RECORDS SUPPLIED: Begin

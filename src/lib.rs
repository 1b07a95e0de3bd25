//! Schema to Tool — convert JSON Schema to LLM tool definitions.
//!
//! Turns a JSON-Schema-like function description into OpenAI function
//! definitions or Anthropic tool definitions, and validates definitions
//! already in either format.
//!
//! ```
//! use schema_to_tool::{SchemaConverter, ToolFormat};
//! use serde_json::json;
//!
//! let converter = SchemaConverter::new(json!({
//!     "name": "get_weather",
//!     "properties": {"city": {"type": "string"}},
//!     "required": ["city"]
//! }))
//! .unwrap();
//!
//! let tool = converter.convert_to(ToolFormat::Anthropic);
//! assert_eq!(tool["input_schema"]["required"], json!(["city"]));
//! assert!(ToolFormat::Anthropic.validate(&tool).is_valid());
//! ```

pub mod config;
pub mod converter;
pub mod error;
pub mod formats;
pub mod types;

pub use converter::{ConvertOptions, SchemaConverter};
pub use error::{ConvertError, Result};
pub use formats::{AnthropicFormatter, Formatter, OpenAiFormatter};
pub use types::{ToolFormat, ToolMetadata, ValidationReport};
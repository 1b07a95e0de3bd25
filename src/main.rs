//! schema-to-tool — JSON Schema to LLM tool definitions.
//!
//! Usage:
//!   schema-to-tool convert schema.json --format openai
//!   schema-to-tool convert schema.json -f anthropic -o tool.json
//!   schema-to-tool validate tool.json --format openai

use anyhow::{bail, Context, Result};
use clap::{Parser, Subcommand};
use colored::Colorize;
use serde_json::Value;
use std::path::{Path, PathBuf};
use std::process::ExitCode;
use tracing::{debug, info};

use schema_to_tool::config::{self, ToolConfig};
use schema_to_tool::converter::{to_pretty_json, write_atomic};
use schema_to_tool::{ConvertError, SchemaConverter, ToolFormat};

// ---------------------------------------------------------------------------
// CLI definition
// ---------------------------------------------------------------------------

#[derive(Parser, Debug)]
#[command(name = "schema-to-tool")]
#[command(version)]
#[command(about = "Convert JSON Schema to OpenAI/Anthropic tool definitions")]
struct Cli {
    #[command(subcommand)]
    command: Commands,

    /// Path to config file.
    #[arg(long, global = true)]
    config: Option<String>,

    /// Log level (debug, info, warn, error). Overrides the config file.
    #[arg(long, global = true)]
    log_level: Option<String>,
}

#[derive(Subcommand, Debug)]
enum Commands {
    /// Convert a JSON Schema file to a tool definition.
    Convert {
        /// Path to the JSON Schema file to convert.
        schema_file: PathBuf,

        /// Output format for the tool definition.
        #[arg(short, long, value_enum)]
        format: Option<ToolFormat>,

        /// Output file path. If not specified, prints to stdout.
        #[arg(short, long)]
        output: Option<PathBuf>,

        /// JSON indentation level (default: 2).
        #[arg(short, long)]
        indent: Option<usize>,

        /// Rewrite the tool name into a function-safe identifier.
        #[arg(long)]
        normalize_names: bool,
    },

    /// Validate a tool definition file (a single tool or an array of tools).
    Validate {
        /// Path to the tool definition JSON file to validate.
        tool_file: PathBuf,

        /// Format of the tool definition to validate.
        #[arg(short, long, value_enum)]
        format: Option<ToolFormat>,
    },
}

// ---------------------------------------------------------------------------
// Entry point
// ---------------------------------------------------------------------------

fn main() -> ExitCode {
    let cli = Cli::parse();

    match run(cli) {
        Ok(code) => code,
        Err(e) => {
            eprintln!("{} {:#}", "Error:".red().bold(), e);
            ExitCode::FAILURE
        }
    }
}

fn run(cli: Cli) -> Result<ExitCode> {
    let config_path = cli
        .config
        .as_deref()
        .map(config::expand_path)
        .unwrap_or_else(config::default_config_path);
    let cfg = config::load_config(&config_path)?;

    // Initialize logging (stderr, so stdout stays pure JSON)
    let level = cli.log_level.as_deref().unwrap_or(&cfg.log_level);
    let env_filter = tracing_subscriber::EnvFilter::try_from_default_env()
        .unwrap_or_else(|_| tracing_subscriber::EnvFilter::new(level));
    tracing_subscriber::fmt()
        .with_env_filter(env_filter)
        .with_target(false)
        .with_writer(std::io::stderr)
        .init();

    debug!("Using config {}", config_path.display());

    match cli.command {
        Commands::Convert {
            schema_file,
            format,
            output,
            indent,
            normalize_names,
        } => {
            let format = resolve_format(format, &cfg)?;
            let indent = indent.unwrap_or(cfg.indent);
            let mut options = cfg.convert_options();
            options.normalize_names |= normalize_names;
            cmd_convert(&schema_file, format, output.as_deref(), indent, options)
        }
        Commands::Validate { tool_file, format } => {
            let format = resolve_format(format, &cfg)?;
            cmd_validate(&tool_file, format)
        }
    }
}

// ---------------------------------------------------------------------------
// Command implementations
// ---------------------------------------------------------------------------

fn cmd_convert(
    schema_file: &Path,
    format: ToolFormat,
    output: Option<&Path>,
    indent: usize,
    options: schema_to_tool::ConvertOptions,
) -> Result<ExitCode> {
    let converter = SchemaConverter::from_file(schema_file)?.with_options(options);
    let tool = converter.convert_to(format);
    let rendered = to_pretty_json(&tool, indent)?;

    match output {
        Some(path) => {
            write_atomic(path, &rendered)
                .with_context(|| format!("Failed to write {}", path.display()))?;
            info!("Wrote {} tool definition to {}", format, path.display());
            println!("Tool definition written to {}", path.display());
        }
        None => println!("{}", rendered),
    }

    Ok(ExitCode::SUCCESS)
}

fn cmd_validate(tool_file: &Path, format: ToolFormat) -> Result<ExitCode> {
    let text = std::fs::read_to_string(tool_file).map_err(|e| ConvertError::io(tool_file, e))?;
    let document: Value = serde_json::from_str(&text)
        .map_err(|e| ConvertError::malformed(format!("Invalid JSON: {}", e)))?;

    let tools = match document {
        Value::Array(tools) => tools,
        single => vec![single],
    };

    let mut all_valid = true;
    for (i, tool) in tools.iter().enumerate() {
        let report = format.validate(tool);
        let tool_name = format
            .tool_name(tool)
            .map(str::to_string)
            .unwrap_or_else(|| format!("tool[{}]", i));

        if report.is_valid() {
            println!(
                "{} {}: Valid {} tool definition",
                "[OK]".green().bold(),
                tool_name,
                format
            );
        } else {
            all_valid = false;
            println!(
                "{} {}: Invalid {} tool definition",
                "[ERROR]".red().bold(),
                tool_name,
                format
            );
            for error in report.errors() {
                println!("  - {}", error);
            }
        }
    }

    info!("Validated {} tool(s) from {}", tools.len(), tool_file.display());

    if all_valid {
        println!("\nAll tool definitions are valid.");
        Ok(ExitCode::SUCCESS)
    } else {
        eprintln!("\n{}", "Some tool definitions have errors.".red());
        Ok(ExitCode::FAILURE)
    }
}

// ---------------------------------------------------------------------------
// Helpers
// ---------------------------------------------------------------------------

fn resolve_format(flag: Option<ToolFormat>, cfg: &ToolConfig) -> Result<ToolFormat> {
    match flag.or(cfg.format) {
        Some(format) => Ok(format),
        None => bail!(
            "--format is required (openai or anthropic), or set `format` in the config file"
        ),
    }
}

RECORDS SUPPLIED: End

◆ YOUR OBJECTIVE:
Where does the word "Commands" appear in the material above? Copy every line that holds it.

◆ YOUR SOLUTION:
    command: Commands,
enum Commands {
        Commands::Convert {
        Commands::Validate { tool_file, format } => {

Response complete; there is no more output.